A real-time data lake platform for streaming time-series data from Kafka into queryable storage.
You have streaming data in Kafka (IoT sensors, events, logs, metrics) and you want to:
- Store it long-term in cost-effective object storage
- Query it with SQL for analytics and dashboards
- Partition by time for efficient queries on time-series data
Kafka → Sink → S3/Azure/GCP (Parquet files) → Catalog → Query API
↓ ↓
Hive partitions SQL via DuckDB
(year/month/day)
Example use case:
- IoT sensors publish readings to Kafka
- Sink writes to
s3://bucket/sensors/year=2026/month=02/day=24/*.parquet - Catalog tracks all files and partitions
- Query:
SELECT avg(temperature) FROM sensors WHERE year='2026' AND month='02'
In short: It's a streaming-first alternative to traditional data warehouses, optimized for time-series workloads.
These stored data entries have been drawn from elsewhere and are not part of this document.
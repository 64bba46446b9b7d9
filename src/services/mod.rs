pub mod error;
pub mod points_service;
pub mod tier_service;
pub mod transaction_service;
use actix_web::{post, get, web, HttpResponse};
use sea_orm::{DatabaseConnection, EntityTrait, QueryFilter, ColumnTrait, Set, ActiveModelTrait};
use serde::{Deserialize, Serialize};
use chrono::Utc;
use uuid::Uuid;

use crate::models::users::{self, Column as UserColumn, Entity as Users, UserRole};
use crate::middleware::AuthUser;
use crate::utils::{jwt, password};

// DTO pour l'inscription
#[derive(Deserialize)]
pub struct RegisterRequest {
    pub email: String,
    pub password: String,
    pub first_name: Option<String>,
    pub last_name: Option<String>,
    pub role: UserRole, // "JE" ou "ES" uniquement, les admins sont créés à la main
}

// DTO pour la connexion
#[derive(Deserialize)]
pub struct LoginRequest {
    pub email: String,
    pub password: String,
}

// Réponse après login/register
#[derive(Serialize)]
pub struct AuthResponse {
    pub token: String,
    pub user_id: Uuid,
    pub email: String,
    pub role: UserRole,
}

// Réponse pour /auth/me
#[derive(Serialize)]
pub struct MeResponse {
    pub user_id: Uuid,
    pub email: String,
    pub full_name: String,
    pub role: UserRole,
}

/// POST /auth/register - Créer un compte JE ou ES (PUBLIC)
#[post("/register")]
pub async fn register(
    body: web::Json<RegisterRequest>,
    db: web::Data<DatabaseConnection>,
) -> HttpResponse {
    // 1. Seuls les rôles JE et ES s'inscrivent librement
    if body.role == UserRole::Admin {
        return HttpResponse::BadRequest().json(serde_json::json!({
            "error": "Cannot register with role ADMIN"
        }));
    }

    // 2. Vérifier si l'email est déjà pris
    let existing_user = Users::find()
        .filter(UserColumn::Email.eq(&body.email))
        .one(db.get_ref())
        .await;

    match existing_user {
        Ok(Some(_)) => {
            return HttpResponse::Conflict().json(serde_json::json!({
                "error": "Email already registered"
            }));
        }
        Err(e) => {
            return HttpResponse::InternalServerError().json(serde_json::json!({
                "error": format!("Database error: {}", e)
            }));
        }
        _ => {}
    }

    // 3. Hash le mot de passe
    let password_hash = match password::hash_password(&body.password) {
        Ok(hash) => hash,
        Err(e) => {
            return HttpResponse::InternalServerError().json(serde_json::json!({
                "error": format!("Failed to hash password: {}", e)
            }));
        }
    };

    // 4. Créer l'utilisateur
    let now = Utc::now();
    let new_user = users::ActiveModel {
        id: Set(Uuid::new_v4()),
        email: Set(body.email.clone()),
        password_hash: Set(password_hash),
        first_name: Set(body.first_name.clone()),
        last_name: Set(body.last_name.clone()),
        role: Set(body.role.clone()),
        created_at: Set(now),
        updated_at: Set(now),
    };

    let user = match new_user.insert(db.get_ref()).await {
        Ok(user) => user,
        Err(e) => {
            return HttpResponse::InternalServerError().json(serde_json::json!({
                "error": format!("Failed to create user: {}", e)
            }));
        }
    };

    // 5. Générer le JWT
    let token = match jwt::generate_token(user.id, &user.email, user.role.clone()) {
        Ok(token) => token,
        Err(e) => {
            return HttpResponse::InternalServerError().json(serde_json::json!({
                "error": format!("Failed to generate token: {}", e)
            }));
        }
    };

    HttpResponse::Created().json(AuthResponse {
        token,
        user_id: user.id,
        email: user.email,
        role: user.role,
    })
}

/// POST /auth/login - Se connecter (PUBLIC)
#[post("/login")]
pub async fn login(
    body: web::Json<LoginRequest>,
    db: web::Data<DatabaseConnection>,
) -> HttpResponse {
    // 1. Trouver l'utilisateur
    let user = Users::find()
        .filter(UserColumn::Email.eq(&body.email))
        .one(db.get_ref())
        .await;

    let user = match user {
        Ok(Some(user)) => user,
        Ok(None) => {
            return HttpResponse::Unauthorized().json(serde_json::json!({
                "error": "Invalid email or password"
            }));
        }
        Err(e) => {
            return HttpResponse::InternalServerError().json(serde_json::json!({
                "error": format!("Database error: {}", e)
            }));
        }
    };

    // 2. Vérifier le mot de passe
    match password::verify_password(&body.password, &user.password_hash) {
        Ok(true) => {}
        Ok(false) | Err(_) => {
            return HttpResponse::Unauthorized().json(serde_json::json!({
                "error": "Invalid email or password"
            }));
        }
    }

    // 3. Générer le JWT
    let token = match jwt::generate_token(user.id, &user.email, user.role.clone()) {
        Ok(token) => token,
        Err(e) => {
            return HttpResponse::InternalServerError().json(serde_json::json!({
                "error": format!("Failed to generate token: {}", e)
            }));
        }
    };

    HttpResponse::Ok().json(AuthResponse {
        token,
        user_id: user.id,
        email: user.email,
        role: user.role,
    })
}

/// GET /auth/me - Infos de l'utilisateur connecté
#[get("/me")]
pub async fn me(
    auth_user: AuthUser,
    db: web::Data<DatabaseConnection>,
) -> HttpResponse {
    match Users::find_by_id(auth_user.user_id).one(db.get_ref()).await {
        Ok(Some(user)) => HttpResponse::Ok().json(MeResponse {
            user_id: user.id,
            email: user.email.clone(),
            full_name: user.full_name(),
            role: user.role,
        }),
        Ok(None) => HttpResponse::NotFound().json(serde_json::json!({
            "error": "User not found"
        })),
        Err(e) => HttpResponse::InternalServerError().json(serde_json::json!({
            "error": format!("Database error: {}", e)
        })),
    }
}

pub fn auth_routes(cfg: &mut web::ServiceConfig) {
    cfg.service(
        web::scope("/auth")
            .service(register)
            .service(login)
            .service(me)
    );
}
Quix DataLake Timeseries is a production-ready data lake platform that enables real-time ingestion, storage, and querying of streaming data. It combines Apache Kafka for streaming, S3/Azure/GCP for object storage, Hive-partitioned Parquet for the table format, and DuckDB for blazing-fast SQL analytics.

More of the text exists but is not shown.